In 1952 I was spending most of my time in the East. Mary rented our house, put her little red MG Roadster in storage, and moved to New York. We rented a nice one-bedroom apartment on the East Side at 72nd St. and Second Avenue. Very nice. Mary would help out at the plant each day. We bought an Olds 88 convertible, parked it in a garage on the corner and drove to work each day. Also in 1952 the Army asked me to reconstruct my old 16-piece show band for a concert for 6,000 American and British troops at Wiesbaden Germany Army Air Base. I wore my captain’s uniform.
Union problems developed at the Allied plant. Allied decided to get out of the state of New York and move its business to New Jersey where it built a new plant. I would be the manager. I moved my office back to Hollywood. Mary and I drove back to California, spending a week in Cincinnati seeing Syd and my brother Sam and his wife Hazel who now lived in Dayton. We moved back into our house in Woodland Hills. I began a lucky and happy time. We and some friends went up to Lake Arrowhead and the mountains above San Bernardino over a long weekend. Our son was to be conceived there.
April 26, 1956, Mary went into labor. I cut it pretty close and got there late that evening. A neighbor picked me up at the plane. We took Mary to the hospital about 7 a.m. She and John Wayne’s wife had the same doctor and were both in labor at the same time. Both of us had sons. Mildred Stone, Mary’s mother from Lyons, came out to stay with Mary for as long as necessary. I was under great pressure to get the new plant operational and still take care of my sales duties. I only got home on several weekends and then back to Jersey.
Eventually we decided to move the family to Newark, New Jersey. Mary shipped her MG to the East Coast, and I found us an apartment in a nice section of Newark. She, our son, and I were on an American flight to New York, changing planes in Chicago. The Chicago airport ground crew went on a “sit down” for some gripe. We sat in the airport for about four hours with everyone else. American was able to get us a flight, but it was going to the Newark airport and not LaGuardia. What the hell. We took it. We got in very late that night and took a cab to the apartment which I had rented.
Mary walked in and said, “No way! I want a house.”
Friends of ours, Sid Bart and his wife, lived in a beautiful upscale closed enclave called Smoke Rise in the wooded hills of northern Jersey, close to the village of Mahwah. It was 40 miles from Manhattan.

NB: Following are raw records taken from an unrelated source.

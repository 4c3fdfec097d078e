//! Non-blocking access to the interpreter's output pipes.
//!
//! Each pipe gets a dedicated reader thread that does blocking reads and
//! forwards chunks over an unbounded channel. The drain loop only ever calls
//! [`StreamPump::try_read`], which never blocks, so a full stderr pipe can
//! not stall stdout (or the reverse).

use std::fmt;
use std::io::{self, Read};
use std::sync::mpsc::{self, Receiver, Sender, TryRecvError};
use std::thread;
use std::time::Duration;

use tracing::{debug, warn};

use super::frame::find;

/// Size of a single pipe read.
const CHUNK_SIZE: usize = 8 * 1024;

/// Which output pipe of the child.
#[derive(Debug, Clone, Copy, PartialEq, Eq, Hash)]
pub enum Stream {
    Stdout,
    Stderr,
}

impl Stream {
    pub fn as_str(&self) -> &'static str {
        match self {
            Stream::Stdout => "stdout",
            Stream::Stderr => "stderr",
        }
    }
}

impl fmt::Display for Stream {
    fn fmt(&self, f: &mut fmt::Formatter<'_>) -> fmt::Result {
        f.write_str(self.as_str())
    }
}

/// Result of a non-blocking read attempt.
#[derive(Debug, PartialEq, Eq)]
pub(crate) enum TryRead {
    Data(Vec<u8>),
    /// Nothing buffered right now; try the other stream.
    WouldBlock,
    /// The pipe hit EOF (or failed) and every chunk has been delivered.
    Closed,
}

/// Reader thread plus the receiving end of its chunk channel.
pub(crate) struct StreamPump {
    stream: Stream,
    rx: Receiver<Vec<u8>>,
    handle: Option<thread::JoinHandle<()>>,
}

impl StreamPump {
    pub fn spawn<R>(stream: Stream, reader: R) -> io::Result<Self>
    where
        R: Read + Send + 'static,
    {
        let (tx, rx) = mpsc::channel::<Vec<u8>>();
        let handle = thread::Builder::new()
            .name(format!("tclpipe-{stream}"))
            .spawn(move || pump_loop(stream, reader, tx))?;

        Ok(Self {
            stream,
            rx,
            handle: Some(handle),
        })
    }

    pub fn stream(&self) -> Stream {
        self.stream
    }

    pub fn try_read(&self) -> TryRead {
        match self.rx.try_recv() {
            Ok(chunk) => TryRead::Data(chunk),
            Err(TryRecvError::Empty) => TryRead::WouldBlock,
            Err(TryRecvError::Disconnected) => TryRead::Closed,
        }
    }

    /// Drop everything already buffered. Returns the number of bytes lost.
    pub fn discard_pending(&self) -> usize {
        let mut dropped = 0;
        while let Ok(chunk) = self.rx.try_recv() {
            dropped += chunk.len();
        }
        dropped
    }

    /// Wait briefly for the reader thread to finish, then detach it.
    ///
    /// The thread exits once the pipe closes. A grandchild that inherited
    /// the pipe can keep it open, so this never waits unconditionally.
    pub fn join(mut self, grace: Duration) {
        const CHECK_INTERVAL: Duration = Duration::from_millis(5);

        let Some(handle) = self.handle.take() else {
            return;
        };
        let checks = (grace.as_millis() / CHECK_INTERVAL.as_millis()).max(1);

        for _ in 0..checks {
            if handle.is_finished() {
                if handle.join().is_err() {
                    warn!(stream = %self.stream, "pipe reader thread panicked");
                }
                return;
            }
            thread::sleep(CHECK_INTERVAL);
        }

        debug!(
            stream = %self.stream,
            "pipe still open after {}ms, detaching reader thread",
            grace.as_millis()
        );
    }
}

fn pump_loop<R: Read>(stream: Stream, mut reader: R, tx: Sender<Vec<u8>>) {
    let mut buf = vec![0u8; CHUNK_SIZE];

    loop {
        match reader.read(&mut buf) {
            Ok(0) => {
                debug!(%stream, "pipe reached EOF");
                return;
            }
            Ok(n) => {
                if tx.send(buf[..n].to_vec()).is_err() {
                    // Session dropped the receiver
                    return;
                }
            }
            Err(e) if e.kind() == io::ErrorKind::Interrupted => continue,
            Err(e) => {
                warn!(%stream, "pipe read failed: {}", e);
                return;
            }
        }
    }
}

/// Accumulates one stream's bytes until its end marker arrives.
///
/// Bytes after the end marker belong to no frame; they are kept as overflow
/// and become the prefix of the next frame's buffer, where they sit before
/// the start marker and are dropped when the markers are stripped.
pub(crate) struct Accumulator {
    end_marker: Vec<u8>,
    buf: Vec<u8>,
    overflow: Vec<u8>,
    done: bool,
}

impl Accumulator {
    pub fn new(end_marker: &str, carried: Vec<u8>) -> Self {
        let mut acc = Self {
            end_marker: end_marker.as_bytes().to_vec(),
            buf: Vec::new(),
            overflow: Vec::new(),
            done: false,
        };
        if !carried.is_empty() {
            acc.push(&carried);
        }
        acc
    }

    pub fn push(&mut self, chunk: &[u8]) {
        if self.done {
            self.overflow.extend_from_slice(chunk);
            return;
        }

        // Only the new bytes (plus a marker-sized overlap) can hold a first
        // occurrence of the marker.
        let search_from = self
            .buf
            .len()
            .saturating_sub(self.end_marker.len().saturating_sub(1));
        self.buf.extend_from_slice(chunk);

        if let Some(pos) = find(&self.buf[search_from..], &self.end_marker) {
            let end = search_from + pos + self.end_marker.len();
            self.overflow = self.buf.split_off(end);
            self.done = true;
        }
    }

    pub fn is_done(&self) -> bool {
        self.done
    }

    pub fn bytes(&self) -> &[u8] {
        &self.buf
    }

    /// Consume into (frame bytes, overflow bytes).
    pub fn finish(self) -> (Vec<u8>, Vec<u8>) {
        (self.buf, self.overflow)
    }
}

We found a small house on a hillside, surrounded by trees and a beautiful lawn. It was two stories, two bedrooms, big basement and a huge screened-in back porch. In the back were flowers and a small spring-fed pond. Mary fell in love with it at first sight. We took out a mortgage and moved in. Mary found a nice widow lady to babysit our son, and we joined the country club. I was lucky again and had a good life.